======== Records provided

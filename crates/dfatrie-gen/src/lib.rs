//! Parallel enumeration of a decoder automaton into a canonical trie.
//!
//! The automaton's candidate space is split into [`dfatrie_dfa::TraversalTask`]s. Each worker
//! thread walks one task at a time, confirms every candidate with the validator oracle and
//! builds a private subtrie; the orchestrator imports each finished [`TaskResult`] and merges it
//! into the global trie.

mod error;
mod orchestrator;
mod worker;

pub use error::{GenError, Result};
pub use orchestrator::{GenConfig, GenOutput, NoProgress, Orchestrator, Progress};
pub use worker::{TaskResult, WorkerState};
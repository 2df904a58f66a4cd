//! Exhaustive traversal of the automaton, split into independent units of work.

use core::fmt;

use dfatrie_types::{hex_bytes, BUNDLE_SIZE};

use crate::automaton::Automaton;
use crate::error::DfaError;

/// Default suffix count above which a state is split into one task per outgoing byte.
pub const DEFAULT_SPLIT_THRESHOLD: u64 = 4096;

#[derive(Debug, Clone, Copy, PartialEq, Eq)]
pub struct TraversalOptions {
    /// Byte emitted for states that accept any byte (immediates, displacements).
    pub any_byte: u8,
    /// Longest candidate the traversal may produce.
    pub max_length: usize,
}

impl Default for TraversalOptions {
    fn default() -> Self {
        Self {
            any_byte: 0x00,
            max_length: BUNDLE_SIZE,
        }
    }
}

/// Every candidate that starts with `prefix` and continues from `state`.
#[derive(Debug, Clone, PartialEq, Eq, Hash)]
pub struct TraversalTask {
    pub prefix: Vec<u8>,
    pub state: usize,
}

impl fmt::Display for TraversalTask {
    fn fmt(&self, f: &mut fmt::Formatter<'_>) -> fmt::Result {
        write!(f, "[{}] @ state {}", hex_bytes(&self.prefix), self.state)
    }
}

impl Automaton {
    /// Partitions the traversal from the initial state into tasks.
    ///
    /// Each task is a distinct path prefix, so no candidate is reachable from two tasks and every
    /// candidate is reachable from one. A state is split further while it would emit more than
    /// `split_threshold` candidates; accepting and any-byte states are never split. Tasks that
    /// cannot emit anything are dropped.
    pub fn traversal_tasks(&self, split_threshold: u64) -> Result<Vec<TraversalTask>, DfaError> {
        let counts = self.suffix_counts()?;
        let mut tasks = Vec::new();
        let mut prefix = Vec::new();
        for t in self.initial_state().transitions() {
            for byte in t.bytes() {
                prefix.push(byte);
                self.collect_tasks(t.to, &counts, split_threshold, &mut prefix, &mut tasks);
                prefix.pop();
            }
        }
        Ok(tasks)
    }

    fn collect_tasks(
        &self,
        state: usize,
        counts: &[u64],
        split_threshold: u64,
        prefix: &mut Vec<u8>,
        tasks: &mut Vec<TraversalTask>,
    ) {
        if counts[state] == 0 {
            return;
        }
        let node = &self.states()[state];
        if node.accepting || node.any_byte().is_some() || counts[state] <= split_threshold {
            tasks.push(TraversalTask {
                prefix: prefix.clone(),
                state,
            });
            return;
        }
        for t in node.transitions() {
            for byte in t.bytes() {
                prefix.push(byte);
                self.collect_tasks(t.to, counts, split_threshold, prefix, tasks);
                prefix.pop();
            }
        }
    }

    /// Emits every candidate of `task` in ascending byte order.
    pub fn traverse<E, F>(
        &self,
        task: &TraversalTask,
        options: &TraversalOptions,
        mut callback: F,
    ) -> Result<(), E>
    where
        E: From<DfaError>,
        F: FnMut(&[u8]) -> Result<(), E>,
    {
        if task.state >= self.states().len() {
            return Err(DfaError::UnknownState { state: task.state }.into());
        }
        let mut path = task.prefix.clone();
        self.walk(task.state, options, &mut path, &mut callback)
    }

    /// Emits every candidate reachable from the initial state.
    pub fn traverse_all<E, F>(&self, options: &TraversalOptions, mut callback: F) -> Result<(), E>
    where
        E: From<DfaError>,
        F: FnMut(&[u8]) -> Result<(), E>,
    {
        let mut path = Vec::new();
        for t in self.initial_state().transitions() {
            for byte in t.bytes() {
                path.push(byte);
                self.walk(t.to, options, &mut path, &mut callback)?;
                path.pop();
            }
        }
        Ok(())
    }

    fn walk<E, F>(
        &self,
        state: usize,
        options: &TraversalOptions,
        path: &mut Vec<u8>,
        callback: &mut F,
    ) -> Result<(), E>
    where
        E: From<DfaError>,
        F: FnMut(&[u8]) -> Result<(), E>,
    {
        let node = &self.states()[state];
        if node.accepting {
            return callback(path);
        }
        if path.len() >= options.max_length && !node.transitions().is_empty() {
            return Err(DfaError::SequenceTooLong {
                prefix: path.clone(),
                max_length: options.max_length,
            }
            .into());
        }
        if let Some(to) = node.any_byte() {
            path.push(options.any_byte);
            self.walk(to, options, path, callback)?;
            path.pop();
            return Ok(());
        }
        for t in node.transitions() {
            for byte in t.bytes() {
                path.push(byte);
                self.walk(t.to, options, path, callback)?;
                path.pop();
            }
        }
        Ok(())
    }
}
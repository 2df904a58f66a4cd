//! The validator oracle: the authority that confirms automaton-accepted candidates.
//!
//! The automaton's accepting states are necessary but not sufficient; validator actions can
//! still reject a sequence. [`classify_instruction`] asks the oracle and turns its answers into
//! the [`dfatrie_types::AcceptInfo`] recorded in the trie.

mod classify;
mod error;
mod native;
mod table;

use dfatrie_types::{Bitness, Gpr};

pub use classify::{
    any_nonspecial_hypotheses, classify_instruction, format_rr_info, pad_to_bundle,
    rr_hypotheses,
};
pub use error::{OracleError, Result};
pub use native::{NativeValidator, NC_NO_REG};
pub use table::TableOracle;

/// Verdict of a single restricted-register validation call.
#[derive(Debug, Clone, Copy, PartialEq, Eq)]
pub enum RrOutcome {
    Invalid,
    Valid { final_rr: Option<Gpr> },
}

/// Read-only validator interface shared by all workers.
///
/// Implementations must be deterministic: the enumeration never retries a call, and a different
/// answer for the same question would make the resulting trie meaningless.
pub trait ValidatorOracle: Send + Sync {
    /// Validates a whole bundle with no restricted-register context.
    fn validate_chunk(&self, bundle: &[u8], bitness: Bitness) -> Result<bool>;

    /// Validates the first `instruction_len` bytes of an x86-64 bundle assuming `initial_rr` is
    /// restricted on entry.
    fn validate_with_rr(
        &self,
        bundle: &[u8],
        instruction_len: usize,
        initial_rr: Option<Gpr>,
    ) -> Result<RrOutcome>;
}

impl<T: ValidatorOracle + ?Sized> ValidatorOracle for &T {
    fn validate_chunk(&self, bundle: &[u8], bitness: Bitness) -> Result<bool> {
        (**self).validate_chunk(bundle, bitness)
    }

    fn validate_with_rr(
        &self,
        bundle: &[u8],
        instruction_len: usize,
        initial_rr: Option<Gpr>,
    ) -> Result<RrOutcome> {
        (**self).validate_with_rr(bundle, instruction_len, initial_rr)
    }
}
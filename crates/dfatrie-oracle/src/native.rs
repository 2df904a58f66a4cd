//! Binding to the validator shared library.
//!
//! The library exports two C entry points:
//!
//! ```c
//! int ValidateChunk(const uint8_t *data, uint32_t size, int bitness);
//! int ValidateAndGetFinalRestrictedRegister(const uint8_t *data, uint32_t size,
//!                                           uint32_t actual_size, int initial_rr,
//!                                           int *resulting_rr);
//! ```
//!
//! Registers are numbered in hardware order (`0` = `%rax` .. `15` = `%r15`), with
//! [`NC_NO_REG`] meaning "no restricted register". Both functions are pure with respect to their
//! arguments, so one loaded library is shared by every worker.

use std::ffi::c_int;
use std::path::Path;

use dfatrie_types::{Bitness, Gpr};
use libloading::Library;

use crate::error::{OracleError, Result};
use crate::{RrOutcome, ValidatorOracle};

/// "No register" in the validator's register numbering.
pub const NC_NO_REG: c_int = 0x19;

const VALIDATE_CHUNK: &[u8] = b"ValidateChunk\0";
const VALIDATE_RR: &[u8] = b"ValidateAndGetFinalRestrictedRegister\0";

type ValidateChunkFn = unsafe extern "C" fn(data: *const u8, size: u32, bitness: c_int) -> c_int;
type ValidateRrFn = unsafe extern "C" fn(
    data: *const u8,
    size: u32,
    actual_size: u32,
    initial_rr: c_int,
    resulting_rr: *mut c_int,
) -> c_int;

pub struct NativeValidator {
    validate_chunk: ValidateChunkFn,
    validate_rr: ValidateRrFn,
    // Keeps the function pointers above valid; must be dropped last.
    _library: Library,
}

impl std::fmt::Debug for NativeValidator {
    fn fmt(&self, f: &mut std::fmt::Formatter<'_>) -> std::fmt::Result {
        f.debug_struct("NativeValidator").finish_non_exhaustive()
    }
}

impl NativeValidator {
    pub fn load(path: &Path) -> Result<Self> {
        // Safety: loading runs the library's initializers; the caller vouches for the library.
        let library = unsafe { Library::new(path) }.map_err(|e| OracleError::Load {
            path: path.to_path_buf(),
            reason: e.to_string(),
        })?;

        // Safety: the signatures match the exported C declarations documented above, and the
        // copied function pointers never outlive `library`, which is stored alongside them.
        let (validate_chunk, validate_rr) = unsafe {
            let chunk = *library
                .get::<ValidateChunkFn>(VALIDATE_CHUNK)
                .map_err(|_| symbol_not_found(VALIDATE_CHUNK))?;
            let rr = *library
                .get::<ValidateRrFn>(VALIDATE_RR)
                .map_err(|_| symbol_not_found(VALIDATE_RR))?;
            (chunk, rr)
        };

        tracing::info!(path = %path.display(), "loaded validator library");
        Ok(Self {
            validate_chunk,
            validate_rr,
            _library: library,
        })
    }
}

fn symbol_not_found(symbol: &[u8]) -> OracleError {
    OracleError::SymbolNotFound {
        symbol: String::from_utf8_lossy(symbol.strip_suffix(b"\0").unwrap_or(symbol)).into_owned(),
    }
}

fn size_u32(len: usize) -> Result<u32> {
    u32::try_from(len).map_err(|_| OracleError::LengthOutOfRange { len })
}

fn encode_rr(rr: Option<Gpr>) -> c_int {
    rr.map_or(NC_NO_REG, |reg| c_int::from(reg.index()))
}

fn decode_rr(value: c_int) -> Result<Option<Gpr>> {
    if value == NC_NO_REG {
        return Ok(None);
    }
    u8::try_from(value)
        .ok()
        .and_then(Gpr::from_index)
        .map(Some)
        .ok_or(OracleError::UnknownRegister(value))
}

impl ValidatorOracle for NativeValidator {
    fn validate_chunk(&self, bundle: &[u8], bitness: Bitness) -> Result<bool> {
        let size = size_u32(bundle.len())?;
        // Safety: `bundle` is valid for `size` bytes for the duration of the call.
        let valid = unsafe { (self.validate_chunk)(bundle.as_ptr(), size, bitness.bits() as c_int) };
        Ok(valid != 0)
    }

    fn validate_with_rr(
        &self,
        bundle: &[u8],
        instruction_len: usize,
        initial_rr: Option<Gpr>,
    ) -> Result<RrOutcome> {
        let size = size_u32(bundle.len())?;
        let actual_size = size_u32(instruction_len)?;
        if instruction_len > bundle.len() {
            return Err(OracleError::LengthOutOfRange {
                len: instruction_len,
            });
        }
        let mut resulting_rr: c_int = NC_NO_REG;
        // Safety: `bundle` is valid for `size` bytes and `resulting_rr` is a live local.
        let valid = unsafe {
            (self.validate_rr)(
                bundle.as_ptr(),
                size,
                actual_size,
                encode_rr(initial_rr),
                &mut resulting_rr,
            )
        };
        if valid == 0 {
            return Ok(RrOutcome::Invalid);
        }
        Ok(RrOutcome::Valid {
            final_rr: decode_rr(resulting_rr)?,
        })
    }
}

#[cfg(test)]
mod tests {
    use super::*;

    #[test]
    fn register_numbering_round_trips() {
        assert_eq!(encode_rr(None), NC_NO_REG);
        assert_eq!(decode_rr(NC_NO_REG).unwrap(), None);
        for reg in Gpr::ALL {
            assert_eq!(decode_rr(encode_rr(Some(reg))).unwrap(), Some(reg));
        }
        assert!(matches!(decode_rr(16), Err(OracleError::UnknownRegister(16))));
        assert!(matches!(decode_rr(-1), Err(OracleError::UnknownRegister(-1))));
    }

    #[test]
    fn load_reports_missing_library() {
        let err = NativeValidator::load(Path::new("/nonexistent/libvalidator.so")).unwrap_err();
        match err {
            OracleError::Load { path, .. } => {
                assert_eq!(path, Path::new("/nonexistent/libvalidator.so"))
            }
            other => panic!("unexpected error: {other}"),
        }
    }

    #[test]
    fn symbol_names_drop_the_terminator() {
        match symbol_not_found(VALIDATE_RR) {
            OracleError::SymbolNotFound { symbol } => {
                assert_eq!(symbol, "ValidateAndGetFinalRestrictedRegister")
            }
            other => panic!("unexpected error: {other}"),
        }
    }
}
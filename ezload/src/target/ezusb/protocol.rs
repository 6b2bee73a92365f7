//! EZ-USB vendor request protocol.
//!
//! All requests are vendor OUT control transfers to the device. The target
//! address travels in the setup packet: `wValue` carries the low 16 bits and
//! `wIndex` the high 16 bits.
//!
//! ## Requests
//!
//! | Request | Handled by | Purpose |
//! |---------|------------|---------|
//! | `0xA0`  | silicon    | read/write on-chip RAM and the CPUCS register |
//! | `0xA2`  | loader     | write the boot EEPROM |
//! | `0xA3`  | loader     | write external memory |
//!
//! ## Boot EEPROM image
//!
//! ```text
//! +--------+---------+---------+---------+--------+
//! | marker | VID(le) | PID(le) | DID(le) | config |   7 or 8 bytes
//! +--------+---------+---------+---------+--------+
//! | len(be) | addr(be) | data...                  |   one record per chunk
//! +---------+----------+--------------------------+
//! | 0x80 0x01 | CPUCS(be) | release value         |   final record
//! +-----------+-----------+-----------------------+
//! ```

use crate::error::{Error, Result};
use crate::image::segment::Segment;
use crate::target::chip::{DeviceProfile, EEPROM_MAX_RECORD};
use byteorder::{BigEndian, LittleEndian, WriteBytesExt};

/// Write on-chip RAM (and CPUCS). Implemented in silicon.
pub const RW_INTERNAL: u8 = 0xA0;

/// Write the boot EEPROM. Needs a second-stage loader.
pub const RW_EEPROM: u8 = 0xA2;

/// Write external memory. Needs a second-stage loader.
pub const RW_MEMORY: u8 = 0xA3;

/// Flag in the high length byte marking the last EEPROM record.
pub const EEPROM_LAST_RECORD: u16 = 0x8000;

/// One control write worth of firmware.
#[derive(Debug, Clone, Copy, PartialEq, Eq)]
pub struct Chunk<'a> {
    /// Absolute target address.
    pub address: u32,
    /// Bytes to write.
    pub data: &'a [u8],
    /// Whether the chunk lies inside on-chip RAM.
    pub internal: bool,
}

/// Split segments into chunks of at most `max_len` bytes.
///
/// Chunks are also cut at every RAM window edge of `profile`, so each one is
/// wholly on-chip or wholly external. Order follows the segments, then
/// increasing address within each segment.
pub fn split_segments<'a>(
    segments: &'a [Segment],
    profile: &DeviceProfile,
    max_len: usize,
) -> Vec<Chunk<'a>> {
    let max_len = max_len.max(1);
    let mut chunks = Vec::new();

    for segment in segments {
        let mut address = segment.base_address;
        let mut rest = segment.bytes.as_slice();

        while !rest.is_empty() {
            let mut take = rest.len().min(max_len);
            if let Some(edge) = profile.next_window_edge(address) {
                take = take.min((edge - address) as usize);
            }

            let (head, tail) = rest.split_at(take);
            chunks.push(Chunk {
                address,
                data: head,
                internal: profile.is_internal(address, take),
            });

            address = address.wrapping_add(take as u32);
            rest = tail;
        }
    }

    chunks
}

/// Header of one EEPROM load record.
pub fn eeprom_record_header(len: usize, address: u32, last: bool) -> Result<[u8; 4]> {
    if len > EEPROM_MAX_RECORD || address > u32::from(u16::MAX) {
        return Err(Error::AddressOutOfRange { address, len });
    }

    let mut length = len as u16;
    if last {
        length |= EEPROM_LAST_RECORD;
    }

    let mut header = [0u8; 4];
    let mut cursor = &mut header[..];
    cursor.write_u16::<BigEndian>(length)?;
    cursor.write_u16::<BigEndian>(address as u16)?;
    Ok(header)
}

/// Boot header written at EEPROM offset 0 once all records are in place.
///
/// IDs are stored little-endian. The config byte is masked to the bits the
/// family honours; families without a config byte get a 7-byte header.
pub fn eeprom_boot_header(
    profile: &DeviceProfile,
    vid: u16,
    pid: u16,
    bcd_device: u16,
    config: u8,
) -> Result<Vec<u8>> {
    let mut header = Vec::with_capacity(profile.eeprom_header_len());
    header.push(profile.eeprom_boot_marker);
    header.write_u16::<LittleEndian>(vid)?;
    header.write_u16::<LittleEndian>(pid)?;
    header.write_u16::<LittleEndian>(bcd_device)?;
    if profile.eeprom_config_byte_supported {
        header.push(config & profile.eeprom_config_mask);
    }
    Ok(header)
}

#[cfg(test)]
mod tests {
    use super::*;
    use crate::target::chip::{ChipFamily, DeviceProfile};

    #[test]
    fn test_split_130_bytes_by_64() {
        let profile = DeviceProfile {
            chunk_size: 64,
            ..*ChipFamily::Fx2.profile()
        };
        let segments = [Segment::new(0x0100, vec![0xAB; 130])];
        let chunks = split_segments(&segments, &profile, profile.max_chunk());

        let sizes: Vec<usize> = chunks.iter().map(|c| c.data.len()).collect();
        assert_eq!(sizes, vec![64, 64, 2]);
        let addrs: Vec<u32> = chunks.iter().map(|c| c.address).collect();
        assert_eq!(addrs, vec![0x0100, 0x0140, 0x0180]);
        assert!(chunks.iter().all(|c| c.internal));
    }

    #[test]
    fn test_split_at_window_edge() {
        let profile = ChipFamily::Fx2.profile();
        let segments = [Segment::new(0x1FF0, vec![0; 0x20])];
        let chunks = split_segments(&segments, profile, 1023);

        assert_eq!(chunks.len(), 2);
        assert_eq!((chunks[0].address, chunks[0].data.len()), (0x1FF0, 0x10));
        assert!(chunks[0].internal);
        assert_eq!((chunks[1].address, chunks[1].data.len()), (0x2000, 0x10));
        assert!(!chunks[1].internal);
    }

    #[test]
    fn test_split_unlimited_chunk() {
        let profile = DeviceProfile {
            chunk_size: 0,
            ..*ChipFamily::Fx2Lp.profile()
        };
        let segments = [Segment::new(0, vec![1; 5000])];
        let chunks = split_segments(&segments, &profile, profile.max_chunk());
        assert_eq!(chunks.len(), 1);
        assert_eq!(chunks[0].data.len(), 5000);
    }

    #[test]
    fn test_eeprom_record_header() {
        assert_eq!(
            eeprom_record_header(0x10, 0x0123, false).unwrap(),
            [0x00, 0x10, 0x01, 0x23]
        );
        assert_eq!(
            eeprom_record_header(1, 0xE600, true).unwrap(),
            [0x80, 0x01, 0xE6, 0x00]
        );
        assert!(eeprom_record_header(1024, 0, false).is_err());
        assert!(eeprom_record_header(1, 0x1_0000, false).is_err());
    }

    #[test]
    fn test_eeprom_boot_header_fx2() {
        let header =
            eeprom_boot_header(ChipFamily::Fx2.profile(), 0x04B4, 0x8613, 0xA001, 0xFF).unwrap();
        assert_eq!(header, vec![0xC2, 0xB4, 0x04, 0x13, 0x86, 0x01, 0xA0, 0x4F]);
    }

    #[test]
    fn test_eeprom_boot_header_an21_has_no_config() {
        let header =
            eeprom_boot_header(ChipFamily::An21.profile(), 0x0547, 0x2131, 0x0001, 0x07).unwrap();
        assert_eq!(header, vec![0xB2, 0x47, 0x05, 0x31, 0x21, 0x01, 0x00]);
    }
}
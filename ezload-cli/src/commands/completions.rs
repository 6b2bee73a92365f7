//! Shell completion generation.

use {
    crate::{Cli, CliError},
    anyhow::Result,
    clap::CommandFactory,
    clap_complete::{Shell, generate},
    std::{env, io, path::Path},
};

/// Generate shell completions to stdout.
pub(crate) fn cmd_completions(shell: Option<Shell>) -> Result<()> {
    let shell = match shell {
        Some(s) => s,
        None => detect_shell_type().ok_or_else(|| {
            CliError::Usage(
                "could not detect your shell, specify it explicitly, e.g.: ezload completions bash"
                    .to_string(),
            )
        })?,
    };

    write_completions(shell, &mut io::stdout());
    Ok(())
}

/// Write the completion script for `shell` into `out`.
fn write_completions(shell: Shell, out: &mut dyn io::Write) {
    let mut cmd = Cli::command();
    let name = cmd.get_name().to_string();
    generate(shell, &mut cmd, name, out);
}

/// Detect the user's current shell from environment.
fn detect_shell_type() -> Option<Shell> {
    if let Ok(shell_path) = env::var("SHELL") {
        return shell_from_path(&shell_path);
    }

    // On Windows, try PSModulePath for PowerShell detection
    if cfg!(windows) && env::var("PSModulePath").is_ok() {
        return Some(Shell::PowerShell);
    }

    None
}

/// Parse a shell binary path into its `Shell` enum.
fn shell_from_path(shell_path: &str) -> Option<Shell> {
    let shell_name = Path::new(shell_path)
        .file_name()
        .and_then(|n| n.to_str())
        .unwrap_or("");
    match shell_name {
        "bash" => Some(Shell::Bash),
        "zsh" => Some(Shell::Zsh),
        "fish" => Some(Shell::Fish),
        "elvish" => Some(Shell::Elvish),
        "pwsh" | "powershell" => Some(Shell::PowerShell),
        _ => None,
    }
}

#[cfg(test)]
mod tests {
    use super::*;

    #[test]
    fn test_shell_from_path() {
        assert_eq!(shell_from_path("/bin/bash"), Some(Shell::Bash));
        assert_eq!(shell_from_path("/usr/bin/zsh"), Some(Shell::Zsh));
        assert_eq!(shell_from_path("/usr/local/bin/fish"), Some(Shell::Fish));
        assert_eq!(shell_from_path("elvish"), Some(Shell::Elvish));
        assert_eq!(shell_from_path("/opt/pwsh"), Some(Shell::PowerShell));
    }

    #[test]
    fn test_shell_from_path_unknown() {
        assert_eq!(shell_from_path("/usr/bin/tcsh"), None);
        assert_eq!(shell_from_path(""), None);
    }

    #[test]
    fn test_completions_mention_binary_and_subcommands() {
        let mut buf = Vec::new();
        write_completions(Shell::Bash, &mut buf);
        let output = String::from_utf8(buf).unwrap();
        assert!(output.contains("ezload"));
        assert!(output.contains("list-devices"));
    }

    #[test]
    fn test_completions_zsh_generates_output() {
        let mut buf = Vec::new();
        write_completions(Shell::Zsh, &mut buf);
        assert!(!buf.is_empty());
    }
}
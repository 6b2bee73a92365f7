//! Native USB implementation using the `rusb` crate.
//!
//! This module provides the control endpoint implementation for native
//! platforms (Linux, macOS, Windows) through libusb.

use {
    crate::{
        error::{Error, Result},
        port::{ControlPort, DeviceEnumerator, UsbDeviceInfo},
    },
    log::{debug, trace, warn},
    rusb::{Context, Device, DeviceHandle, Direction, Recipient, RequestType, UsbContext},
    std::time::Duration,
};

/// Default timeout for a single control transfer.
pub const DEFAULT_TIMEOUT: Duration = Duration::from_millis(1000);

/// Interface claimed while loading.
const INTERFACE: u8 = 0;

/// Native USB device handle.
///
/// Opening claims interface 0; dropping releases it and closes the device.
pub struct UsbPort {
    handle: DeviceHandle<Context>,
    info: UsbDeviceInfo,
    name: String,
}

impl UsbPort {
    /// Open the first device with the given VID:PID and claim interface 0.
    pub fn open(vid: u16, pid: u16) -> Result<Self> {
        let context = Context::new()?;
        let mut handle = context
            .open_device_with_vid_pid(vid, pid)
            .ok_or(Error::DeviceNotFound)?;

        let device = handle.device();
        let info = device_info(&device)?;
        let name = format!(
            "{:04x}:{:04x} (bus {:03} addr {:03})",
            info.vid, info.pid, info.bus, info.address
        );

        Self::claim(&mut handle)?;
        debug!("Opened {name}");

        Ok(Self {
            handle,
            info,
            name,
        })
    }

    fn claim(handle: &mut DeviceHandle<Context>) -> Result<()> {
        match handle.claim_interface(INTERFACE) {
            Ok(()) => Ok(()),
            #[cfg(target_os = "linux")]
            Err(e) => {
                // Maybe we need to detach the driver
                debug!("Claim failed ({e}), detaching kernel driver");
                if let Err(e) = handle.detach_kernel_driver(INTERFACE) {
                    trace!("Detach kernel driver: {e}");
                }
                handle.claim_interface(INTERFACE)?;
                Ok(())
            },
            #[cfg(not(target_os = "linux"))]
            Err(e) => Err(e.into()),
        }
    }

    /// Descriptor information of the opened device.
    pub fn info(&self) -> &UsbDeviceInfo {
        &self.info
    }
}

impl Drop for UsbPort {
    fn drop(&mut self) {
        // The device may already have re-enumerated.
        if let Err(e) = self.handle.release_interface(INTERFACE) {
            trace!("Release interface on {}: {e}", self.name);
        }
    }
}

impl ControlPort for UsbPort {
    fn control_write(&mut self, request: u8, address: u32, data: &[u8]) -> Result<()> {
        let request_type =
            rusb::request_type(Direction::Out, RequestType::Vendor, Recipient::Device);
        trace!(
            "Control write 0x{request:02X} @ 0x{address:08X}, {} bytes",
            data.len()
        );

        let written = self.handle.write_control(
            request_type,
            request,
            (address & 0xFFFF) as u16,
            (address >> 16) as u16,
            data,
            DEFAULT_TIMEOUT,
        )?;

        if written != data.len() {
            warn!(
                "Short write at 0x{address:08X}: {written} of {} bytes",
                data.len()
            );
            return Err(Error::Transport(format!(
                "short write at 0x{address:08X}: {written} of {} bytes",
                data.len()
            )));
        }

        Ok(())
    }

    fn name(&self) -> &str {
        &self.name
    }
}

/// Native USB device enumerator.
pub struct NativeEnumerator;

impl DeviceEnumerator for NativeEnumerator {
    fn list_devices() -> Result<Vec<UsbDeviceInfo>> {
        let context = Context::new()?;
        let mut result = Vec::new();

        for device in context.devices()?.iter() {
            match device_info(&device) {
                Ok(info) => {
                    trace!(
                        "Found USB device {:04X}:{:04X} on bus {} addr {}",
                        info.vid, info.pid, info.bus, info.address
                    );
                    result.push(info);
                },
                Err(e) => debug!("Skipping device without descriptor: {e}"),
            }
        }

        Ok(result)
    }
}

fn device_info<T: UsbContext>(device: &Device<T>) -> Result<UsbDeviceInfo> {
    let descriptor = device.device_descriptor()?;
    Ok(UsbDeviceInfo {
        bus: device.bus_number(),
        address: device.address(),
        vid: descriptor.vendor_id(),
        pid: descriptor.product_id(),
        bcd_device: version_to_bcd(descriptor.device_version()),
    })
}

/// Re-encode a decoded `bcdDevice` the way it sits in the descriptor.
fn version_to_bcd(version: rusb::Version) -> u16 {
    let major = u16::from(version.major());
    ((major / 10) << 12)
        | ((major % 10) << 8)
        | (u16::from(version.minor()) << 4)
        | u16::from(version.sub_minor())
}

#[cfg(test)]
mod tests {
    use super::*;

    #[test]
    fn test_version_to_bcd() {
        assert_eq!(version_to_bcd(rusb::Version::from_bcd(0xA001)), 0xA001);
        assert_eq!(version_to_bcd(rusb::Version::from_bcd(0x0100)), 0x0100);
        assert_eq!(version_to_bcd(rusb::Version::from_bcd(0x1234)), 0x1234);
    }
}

================

Write out again, exactly, the lines from the start of the entries up to and including the one with "impl fmt::Display for". Nothing else belongs in the reply.

**Solution to the problem**
filename crates/dfatrie-gen/src/lib.rs
//! Parallel enumeration of a decoder automaton into a canonical trie.
//!
//! The automaton's candidate space is split into [`dfatrie_dfa::TraversalTask`]s. Each worker
//! thread walks one task at a time, confirms every candidate with the validator oracle and
//! builds a private subtrie; the orchestrator imports each finished [`TaskResult`] and merges it
//! into the global trie.

mod error;
mod orchestrator;
mod worker;

pub use error::{GenError, Result};
pub use orchestrator::{GenConfig, GenOutput, NoProgress, Orchestrator, Progress};
pub use worker::{TaskResult, WorkerState};
repository 2df904a58f66a4cd
//! Exhaustive traversal of the automaton, split into independent units of work.

use core::fmt;

use dfatrie_types::{hex_bytes, BUNDLE_SIZE};

use crate::automaton::Automaton;
use crate::error::DfaError;

/// Default suffix count above which a state is split into one task per outgoing byte.
pub const DEFAULT_SPLIT_THRESHOLD: u64 = 4096;

#[derive(Debug, Clone, Copy, PartialEq, Eq)]
pub struct TraversalOptions {
    /// Byte emitted for states that accept any byte (immediates, displacements).
    pub any_byte: u8,
    /// Longest candidate the traversal may produce.
    pub max_length: usize,
}

impl Default for TraversalOptions {
    fn default() -> Self {
        Self {
            any_byte: 0x00,
            max_length: BUNDLE_SIZE,
        }
    }
}

/// Every candidate that starts with `prefix` and continues from `state`.
#[derive(Debug, Clone, PartialEq, Eq, Hash)]
pub struct TraversalTask {
    pub prefix: Vec<u8>,
    pub state: usize,
}

impl fmt::Display for TraversalTask {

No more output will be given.